Currently, NFI uses three other automatic toll collection systems besides E-ZPass: Fast Lane in California, Pikepass in Oklahoma, and SunPass in Florida.

“We have to have them, but I’d like to see further integration,” Powell says.

PrePass and E-ZPass use the same protocol for the transponder signal. Toll authorities other than E-ZPass use a different protocol.

“Right now, toll systems and PrePass are closed systems – basically meaning one vendor’s equipment,” says Barbara Catlin, a spokesperson for TransCore. In the Northeast, the Inter Agency Group’s E-ZPass uses Mark IV RFID equipment. In the Southeast, several toll agencies use TransCore’s RFID equipment.

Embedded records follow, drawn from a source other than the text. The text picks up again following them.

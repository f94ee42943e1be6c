//! # Lowtide Stream
//!
//! Windowed aggregation over append-only item streams.
//!
//! [`WindowedAggregator`] cuts incoming items into [`DataWindow`]s using one
//! of four [`WindowMode`]s and optionally reduces each window with a pure
//! aggregate function. Closed windows are immutable; the oldest are dropped
//! once `max_windows` is exceeded.
//!
//! ```rust
//! use lowtide_stream::{WindowConfig, WindowedAggregator};
//!
//! let mut temps = WindowedAggregator::with_aggregate(WindowConfig::sliding(3, 1), |xs: &[f64]| {
//!     xs.iter().sum::<f64>() / xs.len() as f64
//! })?;
//! temps.extend([20.0, 21.0, 25.0, 22.0]);
//!
//! let averages: Vec<f64> = temps.windows().filter_map(|w| w.aggregate).collect();
//! assert_eq!(averages, vec![22.0, 68.0 / 3.0]);
//! # Ok::<(), lowtide_core::Error>(())
//! ```

#![deny(missing_docs)]

pub mod aggregator;
pub mod config;
pub mod window;

pub use aggregator::{AggregateFn, WindowedAggregator};
pub use config::{WindowConfig, WindowMode};
pub use window::{DataWindow, WindowBounds, WindowEvent};
//! Window shapes and limits.

use std::time::Duration;

use serde::{Deserialize, Serialize};

use lowtide_core::{Error, Result};

/// How the stream is cut into windows.
#[derive(Debug, Clone, Copy, PartialEq, Eq, Serialize, Deserialize)]
#[serde(tag = "type", rename_all = "kebab-case")]
pub enum WindowMode {
    /// Back-to-back windows of `size` items
    Tumbling {
        /// Items per window
        size: usize,
    },
    /// Windows of `size` items starting every `slide` items
    Sliding {
        /// Items per window
        size: usize,
        /// Items between window starts
        slide: usize,
    },
    /// The items of the trailing `duration`, re-cut on every insert
    Time {
        /// Trailing span
        #[serde(with = "lowtide_core::serde_ms")]
        duration: Duration,
    },
    /// Items separated by gaps no longer than `timeout`
    Session {
        /// Gap that closes a session
        #[serde(with = "lowtide_core::serde_ms")]
        timeout: Duration,
    },
}

/// Configuration for [`WindowedAggregator`](crate::WindowedAggregator).
#[derive(Debug, Clone, Copy, PartialEq, Eq, Serialize, Deserialize)]
pub struct WindowConfig {
    /// Window shape
    pub mode: WindowMode,
    /// Closed windows kept; the oldest go first. Default: 100
    #[serde(default = "default_max_windows")]
    pub max_windows: usize,
}

const fn default_max_windows() -> usize {
    100
}

impl WindowConfig {
    /// Non-overlapping windows of `size` items.
    pub const fn tumbling(size: usize) -> Self {
        Self::with_mode(WindowMode::Tumbling { size })
    }

    /// Windows of `size` items starting every `slide` items.
    pub const fn sliding(size: usize, slide: usize) -> Self {
        Self::with_mode(WindowMode::Sliding { size, slide })
    }

    /// The trailing `duration` of items.
    pub const fn time(duration: Duration) -> Self {
        Self::with_mode(WindowMode::Time { duration })
    }

    /// Sessions closed by a gap longer than `timeout`.
    pub const fn session(timeout: Duration) -> Self {
        Self::with_mode(WindowMode::Session { timeout })
    }

    const fn with_mode(mode: WindowMode) -> Self {
        Self {
            mode,
            max_windows: default_max_windows(),
        }
    }

    /// Keep at most `max_windows` closed windows.
    #[must_use]
    pub const fn with_max_windows(mut self, max_windows: usize) -> Self {
        self.max_windows = max_windows;
        self
    }

    /// Validate the configuration.
    pub fn validate(&self) -> Result<()> {
        if self.max_windows == 0 {
            return Err(Error::configuration("max_windows must be > 0"));
        }
        match self.mode {
            WindowMode::Tumbling { size } if size == 0 => {
                Err(Error::configuration("window size must be > 0"))
            }
            WindowMode::Sliding { size, slide } if size == 0 || slide == 0 || slide > size => {
                Err(Error::configuration(
                    "sliding windows need 0 < slide <= size",
                ))
            }
            WindowMode::Time { duration } if duration.is_zero() => {
                Err(Error::configuration("window duration must be greater than zero"))
            }
            WindowMode::Session { timeout } if timeout.is_zero() => {
                Err(Error::configuration("session timeout must be greater than zero"))
            }
            _ => Ok(()),
        }
    }
}

#[cfg(test)]
mod tests {
    use super::*;
    use pretty_assertions::assert_eq;

    #[test]
    fn slide_larger_than_window_is_rejected() {
        assert!(WindowConfig::sliding(3, 4).validate().is_err());
        assert!(WindowConfig::sliding(3, 0).validate().is_err());
        assert!(WindowConfig::sliding(3, 1).validate().is_ok());
        assert!(WindowConfig::tumbling(1).with_max_windows(0).validate().is_err());
    }

    #[test]
    fn mode_is_tagged_in_json() {
        let config: WindowConfig =
            serde_json::from_str(r#"{"mode": {"type": "session", "timeout": 30000}}"#).unwrap();
        assert_eq!(config, WindowConfig::session(Duration::from_secs(30)));
    }
}
impl NetworkSyncScheduler {
    /// Create a scheduler reading battery and profile from `power`.
    pub fn new(
        policy: SyncPolicy,
        power: Arc<PowerProfileController>,
        transport: Arc<dyn ChunkTransport>,
        wake_lock: Arc<dyn WakeLock>,
    ) -> Result<Self> {
        policy.validate()?;
        Ok(Self {
            policy,
            power,
            transport,
            wake_lock,
            conditions: RwLock::new(Conditions {
                network: NetworkConditions::default(),
                app: AppState::Foreground,
            }),
            queue: Mutex::new(Vec::new()),
            deferred: Mutex::new(Vec::new()),
            processing: AtomicBool::new(false),
            last_reported: Mutex::new(None),
            cancel: Mutex::new(None),
            events: EventBus::default(),
        })
    }

    /// Scheduler policy.
    #[must_use]
    pub fn policy(&self) -> &SyncPolicy {
        &self.policy
    }

    /// Subscribe to scheduler events.
    #[must_use]
    pub fn subscribe(&self) -> tokio::sync::broadcast::Receiver<SyncEvent> {
        self.events.subscribe()
    }

    /// Last network conditions seen.
    #[must_use]
    pub fn network(&self) -> NetworkConditions {
        self.conditions.read().network
    }

    // -----------------------------------------------------------------------
    // Policy views
    // -----------------------------------------------------------------------

    /// Polling interval for the current conditions.
    #[must_use]
    pub fn current_interval(&self) -> Duration {
        let network = self.network();
        self.policy
            .interval(self.power.battery(), &network, &self.power.current_profile())
    }

    /// Quality settings for the current conditions.
    #[must_use]
    pub fn current_quality(&self) -> QualitySettings {
        let network = self.network();
        QualitySettings::preset(self.policy.quality(
            self.power.battery(),
            &network,
            &self.power.current_profile(),
        ))
    }

    /// Recompute interval and quality, emitting events for whatever changed.
    pub fn refresh(&self) -> (Duration, QualitySettings) {
        let interval = self.current_interval();
        let quality = self.current_quality();

        let previous = self.last_reported.lock().replace((interval, quality.level));
        let (old_interval, old_level) = previous.unwrap_or((Duration::ZERO, quality.level));
        if old_interval != interval {
            tracing::debug!(interval_ms = interval.as_millis() as u64, "sync interval changed");
            self.events.emit(SyncEvent::IntervalChanged { interval });
        }
        if old_level != quality.level {
            tracing::debug!(from = ?old_level, to = ?quality.level, "sync quality changed");
            self.events.emit(SyncEvent::QualityChanged {
                from: old_level,
                to: quality.level,
            });
        }
        (interval, quality)
    }

    // -----------------------------------------------------------------------
    // Signals
    // -----------------------------------------------------------------------

    /// Record new network conditions and re-admit deferred tasks.
    pub fn update_network(&self, network: NetworkConditions) {
        self.conditions.write().network = network;
        self.readmit();
        self.refresh();
    }

    /// Record a foreground/background transition and re-admit deferred tasks.
    pub fn set_app_state(&self, app: AppState) {
        self.conditions.write().app = app;
        self.readmit();
    }

    fn readmit(&self) -> usize {
        let conditions = *self.conditions.read();
        let admitted: Vec<Entry> = {
            let mut deferred = self.deferred.lock();
            let (ready, waiting): (Vec<_>, Vec<_>) = deferred
                .drain(..)
                .partition(|(e, _)| {
                    e.task
                        .admission(&conditions.network, conditions.app)
                        .is_none()
                });
            *deferred = waiting;
            ready.into_iter().map(|(e, _)| e).collect()
        };

        let count = admitted.len();
        if count > 0 {
            let mut queue = self.queue.lock();
            for entry in admitted {
                insert_by_priority(&mut queue, entry);
            }
            tracing::debug!(count, "deferred sync tasks re-admitted");
        }
        count
    }

    // -----------------------------------------------------------------------
    // Queue
    // -----------------------------------------------------------------------

    /// Admit a task to the queue, or defer it if current conditions forbid it.
    pub fn enqueue(&self, task: SyncTask) -> Result<Admission> {
        if self.contains(&task.id) {
            return Err(Error::invalid_argument(
                "id",
                format!("sync task '{}' is already scheduled", task.id),
            ));
        }

        let conditions = *self.conditions.read();
        match task.admission(&conditions.network, conditions.app) {
            Some(reason) => {
                tracing::debug!(task_id = %task.id, %reason, "sync task deferred");
                self.events.emit(SyncEvent::Skipped {
                    task_id: Some(task.id.clone()),
                    reason,
                });
                self.deferred.lock().push((Entry::new(task), reason));
                Ok(Admission::Deferred(reason))
            }
            None => {
                insert_by_priority(&mut self.queue.lock(), Entry::new(task));
                Ok(Admission::Queued)
            }
        }
    }

    /// Remove a queued or deferred task. Returns whether it was scheduled.
    pub fn cancel_task(&self, id: &str) -> bool {
        let mut queue = self.queue.lock();
        let before = queue.len();
        queue.retain(|e| e.task.id != id);
        if queue.len() != before {
            return true;
        }
        drop(queue);
        let mut deferred = self.deferred.lock();
        let before = deferred.len();
        deferred.retain(|(e, _)| e.task.id != id);
        deferred.len() != before
    }

    fn contains(&self, id: &str) -> bool {
        self.queue.lock().iter().any(|e| e.task.id == id)
            || self.deferred.lock().iter().any(|(e, _)| e.task.id == id)
    }

    /// Ids in run order.
    #[must_use]
    pub fn pending(&self) -> Vec<String> {
        self.queue.lock().iter().map(|e| e.task.id.clone()).collect()
    }

    /// Deferred ids with their reasons.
    #[must_use]
    pub fn deferred(&self) -> Vec<(String, DeferReason)> {
        self.deferred
            .lock()
            .iter()
            .map(|(e, r)| (e.task.id.clone(), *r))
            .collect()
    }

    /// Progress of a queued or deferred task.
    #[must_use]
    pub fn task_progress(&self, id: &str) -> Option<SyncProgress> {
        if let Some(entry) = self.queue.lock().iter().find(|e| e.task.id == id) {
            return Some(entry.progress());
        }
        self.deferred
            .lock()
            .iter()
            .find(|(e, _)| e.task.id == id)
            .map(|(e, _)| e.progress())
    }

    // -----------------------------------------------------------------------
    // Processing
    // -----------------------------------------------------------------------

    /// Run queued tasks in priority order, a batch at a time.
    ///
    /// Only one run is active at once; a concurrent call returns an empty
    /// report. The wake lock is held for exactly the duration of the run.
    /// Each task is attempted at most once per run.
    pub async fn process_queue(&self) -> ProcessReport {
        let mut report = ProcessReport::default();
        let Some(_running) = RunGuard::try_acquire(&self.processing) else {
            return report;
        };

        if !self.network().is_connected() {
            self.events.emit(SyncEvent::Skipped {
                task_id: None,
                reason: DeferReason::Offline,
            });
            return report;
        }

        let _wake = WakeLockGuard::acquire(Arc::clone(&self.wake_lock), WAKE_LOCK_TAG);
        let mut attempted: HashSet<String> = HashSet::new();

        loop {
            let (batch, deferred) = self.next_batch(&attempted);
            report.deferred += deferred;
            if batch.is_empty() {
                break;
            }
            attempted.extend(batch.iter().map(|e| e.task.id.clone()));

            let results = join_all(batch.into_iter().map(|e| self.transfer(e))).await;

            let mut halted = false;
            for (entry, outcome) in results {
                match outcome {
                    Transfer::Completed => {
                        tracing::debug!(
                            task_id = %entry.task.id,
                            bytes = entry.transferred,
                            "sync task completed"
                        );
                        self.events.emit(SyncEvent::Completed {
                            task_id: entry.task.id,
                            bytes: entry.transferred,
                        });
                        report.completed += 1;
                    }
                    Transfer::Paused(reason) => {
                        halted = true;
                        self.pause(entry, reason);
                        report.paused += 1;
                    }
                    Transfer::Failed(error) => {
                        if self.record_failure(entry, error) {
                            report.paused += 1;
                        } else {
                            report.failed += 1;
                        }
                    }
                }
            }
            if halted {
                break;
            }
        }

        if report != ProcessReport::default() {
            tracing::info!(
                completed = report.completed,
                paused = report.paused,
                failed = report.failed,
                deferred = report.deferred,
                "sync queue processed"
            );
        }
        report
    }

    /// Take up to the concurrency limit of runnable entries off the queue,
    /// moving entries that current conditions forbid to the deferred set.
    fn next_batch(&self, attempted: &HashSet<String>) -> (Vec<Entry>, usize) {
        let conditions = *self.conditions.read();
        let limit = self.policy.concurrency(&conditions.network);

        let mut batch = Vec::with_capacity(limit);
        let mut moved = Vec::new();
        {
            let mut queue = self.queue.lock();
            let mut i = 0;
            while i < queue.len() && batch.len() < limit {
                if attempted.contains(&queue[i].task.id) {
                    i += 1;
                } else if let Some(reason) =
                    queue[i].task.admission(&conditions.network, conditions.app)
                {
                    moved.push((queue.remove(i), reason));
                } else {
                    batch.push(queue.remove(i));
                }
            }
        }

        let deferred = moved.len();
        for (entry, reason) in moved {
            self.events.emit(SyncEvent::Skipped {
                task_id: Some(entry.task.id.clone()),
                reason,
            });
            self.deferred.lock().push((entry, reason));
        }
        (batch, deferred)
    }

    async fn transfer(&self, mut entry: Entry) -> (Entry, Transfer) {
        let total = entry.task.size_bytes;
        while entry.transferred < total {
            if let Some(reason) = self.continuation_blocker() {
                return (entry, Transfer::Paused(reason));
            }

            let chunk = Chunk {
                task_id: entry.task.id.clone(),
                direction: entry.task.direction,
                offset: entry.transferred,
                len: self.policy.chunk_size.min(total - entry.transferred),
                total,
            };
            if let Err(e) = self.transport.transfer_chunk(&chunk).await {
                let error = Error::Transfer {
                    task_id: entry.task.id.clone(),
                    transferred: entry.transferred,
                    total,
                    reason: e.to_string(),
                };
                return (entry, Transfer::Failed(error));
            }
            entry.transferred += chunk.len;
            entry.task.report(entry.transferred);

            if entry.transferred < total {
                let delay = self
                    .policy
                    .chunk_delay(self.power.current_profile().network_usage);
                if !delay.is_zero() {
                    tokio::time::sleep(delay).await;
                }
            }
        }
        (entry, Transfer::Completed)
    }

    fn continuation_blocker(&self) -> Option<PauseReason> {
        let battery = self.power.battery();
        if !battery.charging && battery.level < self.policy.min_transfer_battery {
            return Some(PauseReason::LowBattery);
        }
        if !self.network().is_connected() {
            return Some(PauseReason::Offline);
        }
        None
    }

    fn pause(&self, entry: Entry, reason: PauseReason) {
        let progress = entry.progress();
        tracing::info!(
            task_id = %progress.task_id,
            transferred = progress.transferred,
            total = progress.total,
            ?reason,
            "sync task paused"
        );
        self.events.emit(SyncEvent::Paused { progress, reason });
        insert_by_priority(&mut self.queue.lock(), entry);
    }

    /// Returns `true` if the task stays queued.
    fn record_failure(&self, mut entry: Entry, error: Error) -> bool {
        entry.attempts += 1;
        let will_retry = entry.attempts < self.policy.max_attempts;
        tracing::warn!(
            task_id = %entry.task.id,
            attempts = entry.attempts,
            will_retry,
            error = %error,
            "sync chunk failed"
        );
        self.events.emit(SyncEvent::Error {
            task_id: entry.task.id.clone(),
            error,
            attempts: entry.attempts,
            will_retry,
        });
        if will_retry {
            self.pause(entry, PauseReason::ChunkFailed);
        }
        will_retry
    }

    // -----------------------------------------------------------------------
    // Lifecycle
    // -----------------------------------------------------------------------

    /// Process the queue every [`current_interval`](Self::current_interval).
    ///
    /// When `network` is given it is polled before each run; otherwise the
    /// host pushes changes through [`update_network`](Self::update_network).
    pub fn start(self: &Arc<Self>, network: Option<Arc<dyn NetworkSource>>) {
        let cancel = CancellationToken::new();
        if let Some(previous) = self.cancel.lock().replace(cancel.clone()) {
            previous.cancel();
        }

        let scheduler = Arc::clone(self);
        tokio::spawn(async move {
            tracing::debug!("sync scheduler started");
            loop {
                let interval = scheduler.current_interval();
                if !sleep_or_cancel(interval, &cancel).await {
                    break;
                }
                if let Some(source) = &network {
                    scheduler.update_network(source.conditions());
                }
                scheduler.process_queue().await;
            }
            tracing::debug!("sync scheduler stopped");
        });
    }

    /// Stop the periodic loop. A run in progress finishes its current batch.
    pub fn stop(&self) {
        if let Some(cancel) = self.cancel.lock().take() {
            cancel.cancel();
        }
    }
}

With a new multiprotocol reader that TransCore announced in late September, toll agencies now could read a mixed tag population, giving a toll authority the flexibility to work with multiple vendors and migrate easily to newer technologies, Catlin says.

TransCore’s new reader could overcome some intellectual property barriers to interoperability, but other challenges remain. Market competition remains an obstacle to a single transponder for all weigh stations and toll roads. The components of the PrePass system used at weigh stations – the RFID readers, database and software – are all privately owned by HELP Inc. As such, HELP Inc. has competitive reasons not to allow just any roadside reader to use its transponder signal or carrier database, says Cassie Princkey, vice president of operations for ACS.

“It has more to do with states controlling the protocol,” Princkey says.

So even though technology now can eliminate any technical barriers, replacing RFID readers most likely isn’t too high on most states’ priority lists. But with more than 390,000 trucks now using PrePass, the demand for a single transponder has become hard to ignore.